Intercellular amino acid transport is essential for the growth of all multicellular organisms, and its dysregulation is implicated in developmental disorders. By an unknown mechanism, amino acid efflux is stimulated in plants by overexpression of a membrane-localized protein (GLUTAMINE DUMPER 1 (GDU1)) that requires a ubiquitin ligase (LOSS OF GDU 2 (LOG2). Here we further explore the physiological consequences of the interaction between these two proteins. LOG2 ubiquitin ligase activity is necessary for GDU1-dependent tolerance to exogenous amino acids, and LOG2 self-ubiquitination was markedly stimulated by the GDU1 cytosolic domain, suggesting that GDU1 functions as an adaptor or coactivator of amino acid exporter(s). However, other consequences more typical of a ligase-substrate relationship are observed: disruption of the LOG2 gene increased the in vivo half-life of GDU1, mass spectrometry confirmed that LOG2 ubiquitinates GDU1 at cytosolic lysines, and GDU1 protein levels decreased upon co-expression with active, but not enzymatically inactive LOG2. Altogether these data indicate LOG2 negatively regulates GDU1 protein accumulation by a mechanism dependent upon cytosolic GDU1 lysines.

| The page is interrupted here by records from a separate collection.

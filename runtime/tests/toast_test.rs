//! Integration tests for notifications and the timed-dismissal scheduler.
//!
//! Time is paused (`start_paused = true`) so the countdown arithmetic can be
//! checked to the millisecond.

use std::cell::Cell;
use std::rc::Rc;
use std::time::Duration;

use tokio_test::assert_ok;
use trellis_runtime::driver::run_for;
use trellis_runtime::{
    ActionError, Config, Countdown, DomEvent, EventKind, Markup, NodeId, Page, RuntimeError,
    Selector, ToastAction, ToastCancel, ToastCategory, ToastRequest,
};

// =============================================================================
// Test Helpers
// =============================================================================

fn page_with_toaster() -> Page {
    let toaster = Markup::new("section").id("toaster");
    let mut page = Page::from_markup(Config::default(), [&toaster]).unwrap();
    page.start();
    page
}

fn toaster(page: &Page) -> NodeId {
    page.element("toaster").unwrap()
}

fn toasts(page: &Page) -> Vec<NodeId> {
    page.doc()
        .query_all(toaster(page), &Selector::parse(".toast").unwrap())
}

fn only_toast(page: &Page) -> NodeId {
    let all = toasts(page);
    assert_eq!(all.len(), 1, "expected exactly one toast");
    all[0]
}

fn hover(page: &mut Page) {
    let root = toaster(page);
    page.dispatch(DomEvent::new(EventKind::PointerEnter, root));
}

fn unhover(page: &mut Page) {
    let root = toaster(page);
    page.dispatch(DomEvent::new(EventKind::PointerLeave, root));
}

fn ms(n: u64) -> Duration {
    Duration::from_millis(n)
}

// =============================================================================
// Timer arithmetic
// =============================================================================

#[tokio::test(start_paused = true)]
async fn pause_keeps_remaining_time_and_resume_runs_it_out() {
    let mut page = page_with_toaster();
    assert_ok!(page.toast(ToastRequest::new(ToastCategory::Info, "Saved")));
    let toast = only_toast(&page);
    assert_eq!(page.toast_countdown(toast), Some(Countdown::Remaining(ms(3000))));

    run_for(&mut page, ms(1000)).await;
    hover(&mut page);
    assert_eq!(page.toast_countdown(toast), Some(Countdown::Remaining(ms(2000))));
    assert!(!page.toast_timer_running(toast));

    // Time spent paused does not count.
    run_for(&mut page, ms(10_000)).await;
    assert!(page.doc().is_alive(toast));

    unhover(&mut page);
    run_for(&mut page, ms(1999)).await;
    assert!(page.doc().is_alive(toast));
    run_for(&mut page, ms(1)).await;
    assert!(!page.doc().is_alive(toast));
    assert_eq!(page.toast_countdown(toast), None);
}

#[tokio::test(start_paused = true)]
async fn resume_with_nothing_left_dismisses_immediately() {
    let mut page = page_with_toaster();
    assert_ok!(page.toast(ToastRequest::new(ToastCategory::Success, "Done")));
    let toast = only_toast(&page);

    // Let the deadline pass without running the timer.
    tokio::time::advance(ms(3500)).await;
    hover(&mut page);
    assert_eq!(page.toast_countdown(toast), Some(Countdown::Remaining(Duration::ZERO)));

    unhover(&mut page);
    assert!(!page.doc().is_alive(toast));
    assert!(page.next_deadline().is_none());
}

#[tokio::test(start_paused = true)]
async fn toast_created_while_paused_waits_for_resume() {
    let mut page = page_with_toaster();
    hover(&mut page);
    assert_ok!(page.toast(ToastRequest::new(ToastCategory::Info, "Queued").duration(800)));
    let toast = only_toast(&page);

    assert!(!page.toast_timer_running(toast));
    run_for(&mut page, ms(5000)).await;
    assert!(page.doc().is_alive(toast));

    unhover(&mut page);
    run_for(&mut page, ms(800)).await;
    assert!(!page.doc().is_alive(toast));
}

#[tokio::test(start_paused = true)]
async fn disabled_countdown_never_fires() {
    let mut page = page_with_toaster();
    assert_ok!(page.toast(ToastRequest::new(ToastCategory::Warning, "Sticky").duration(-1)));
    let toast = only_toast(&page);

    assert_eq!(page.toast_countdown(toast), Some(Countdown::Disabled));
    hover(&mut page);
    unhover(&mut page);
    run_for(&mut page, ms(60_000)).await;
    assert!(page.doc().is_alive(toast));
}

#[tokio::test(start_paused = true)]
async fn dismissal_waits_for_exit_transition() {
    let mut page = page_with_toaster();
    let root = toaster(&page);
    let toast = page
        .insert(
            root,
            &Markup::new("div")
                .class("toast")
                .attr("data-duration", "100")
                .transition(ms(200)),
        )
        .unwrap();

    run_for(&mut page, ms(100)).await;
    assert!(page.doc().is_alive(toast));
    assert_eq!(page.doc().attr(toast, "aria-hidden"), Some("true"));

    run_for(&mut page, ms(200)).await;
    assert!(!page.doc().is_alive(toast));
}

// =============================================================================
// Creation
// =============================================================================

#[tokio::test(start_paused = true)]
async fn error_toast_is_an_alert_with_the_longer_default() {
    let mut page = page_with_toaster();
    let request: ToastRequest =
        serde_json::from_str(r#"{ "category": "error", "title": "Save failed" }"#).unwrap();
    assert_ok!(page.toast(request));

    let toast = only_toast(&page);
    let doc = page.doc();
    assert_eq!(doc.attr(toast, "role"), Some("alert"));
    assert_eq!(doc.attr(toast, "aria-atomic"), Some("true"));
    assert_eq!(doc.attr(toast, "data-category"), Some("error"));
    assert_eq!(doc.attr(toast, "data-toast-initialized"), Some("true"));
    let title = doc.query(toast, &Selector::parse("section h2").unwrap()).unwrap();
    assert_eq!(doc.text_content(title), "Save failed");
    assert_eq!(page.toast_countdown(toast), Some(Countdown::Remaining(ms(5000))));

    run_for(&mut page, ms(4999)).await;
    assert!(page.doc().is_alive(toast));
    run_for(&mut page, ms(1)).await;
    assert!(toasts(&page).is_empty());
}

#[test]
fn missing_toaster_drops_the_request() {
    let mut page = Page::new(Config::default()).unwrap();
    page.start();

    let err = page
        .toast(ToastRequest::new(ToastCategory::Info, "Lost"))
        .unwrap_err();
    assert!(matches!(err, RuntimeError::NoToaster));

    let body = page.doc().body();
    assert!(page
        .doc()
        .query(body, &Selector::parse(".toast").unwrap())
        .is_none());
}

// =============================================================================
// Footer controls
// =============================================================================

#[tokio::test(start_paused = true)]
async fn failing_action_is_logged_and_still_dismisses() {
    let mut page = page_with_toaster();
    let calls = Rc::new(Cell::new(0));
    let counter = Rc::clone(&calls);
    let request = ToastRequest::new(ToastCategory::Error, "Upload failed")
        .duration(-1)
        .action(ToastAction::button("Retry", move |_, _| {
            counter.set(counter.get() + 1);
            Err(ActionError::failed("still offline"))
        }));
    assert_ok!(page.toast(request));
    let toast = only_toast(&page);

    let retry = page
        .doc()
        .query(toast, &Selector::parse("button[data-toast-action]").unwrap())
        .unwrap();
    page.click(retry);
    assert_eq!(calls.get(), 1);
    assert!(!page.doc().is_alive(toast));
    assert_eq!(page.toast_countdown(toast), None);
}

#[tokio::test(start_paused = true)]
async fn cancel_handler_runs_before_dismissal() {
    let mut page = page_with_toaster();
    let calls = Rc::new(Cell::new(0));
    let counter = Rc::clone(&calls);
    let request = ToastRequest::new(ToastCategory::Info, "Draft kept")
        .duration(-1)
        .cancel(ToastCancel::new("Dismiss").with_handler(move |_, _| {
            counter.set(counter.get() + 1);
            Ok(())
        }));
    assert_ok!(page.toast(request));
    let toast = only_toast(&page);

    let cancel = page
        .doc()
        .query(toast, &Selector::parse("button[data-toast-cancel]").unwrap())
        .unwrap();
    page.click(cancel);
    assert_eq!(calls.get(), 1);
    assert!(!page.doc().is_alive(toast));
}

#[tokio::test(start_paused = true)]
async fn toasts_removed_from_the_tree_are_forgotten() {
    let mut page = page_with_toaster();
    for i in 0..5 {
        let request = ToastRequest::new(ToastCategory::Info, format!("Sticky {i}")).duration(-1);
        assert_ok!(page.toast(request));
    }
    assert_ok!(page.toast(ToastRequest::new(ToastCategory::Info, "Timed")));
    let all = toasts(&page);
    assert_eq!(all.len(), 6);

    page.mutate(|doc| {
        for &toast in &all {
            doc.remove(toast);
        }
    });
    for &toast in &all {
        assert_eq!(page.toast_countdown(toast), None);
    }
    assert!(page.next_deadline().is_none());
}

#[tokio::test(start_paused = true)]
async fn handlers_may_raise_new_toasts() {
    let mut page = page_with_toaster();
    let request = ToastRequest::new(ToastCategory::Info, "Archived")
        .duration(-1)
        .action(ToastAction::button("Undo", |cx, _| {
            cx.publish(
                |bus| &bus.toast,
                &ToastRequest::new(ToastCategory::Success, "Restored"),
            );
            Ok(())
        }));
    assert_ok!(page.toast(request));
    let first = only_toast(&page);

    let undo = page
        .doc()
        .query(first, &Selector::parse("footer button").unwrap())
        .unwrap();
    page.click(undo);

    let remaining = only_toast(&page);
    assert_ne!(remaining, first);
    assert_eq!(page.toast_countdown(remaining), Some(Countdown::Remaining(ms(3000))));
}

#[tokio::test(start_paused = true)]
async fn clicking_a_link_action_dismisses_and_blurs() {
    let mut page = page_with_toaster();
    assert_ok!(page.toast(
        ToastRequest::new(ToastCategory::Info, "New version")
            .duration(-1)
            .action(ToastAction::link("Reload", "/reload"))
    ));
    let toast = only_toast(&page);
    let link = page
        .doc()
        .query(toast, &Selector::parse("footer a").unwrap())
        .unwrap();

    page.click(link);
    assert!(!page.doc().is_alive(toast));
    assert_eq!(page.focused(), None);
}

Although GDU1-lysine substituted protein exhibited diminished in vivo ubiquitination, overexpression of GDU1 lysine mutants still conferred amino acid tolerance in a LOG2-dependent manner, consistent with GDU1 being both a substrate and facilitator of LOG2 function. From these data, we offer a model in which GDU1 activates LOG2 to stimulate amino acid export, a process that could be negatively regulated by GDU1 ubiquitination and LOG2 self-ubiquitination.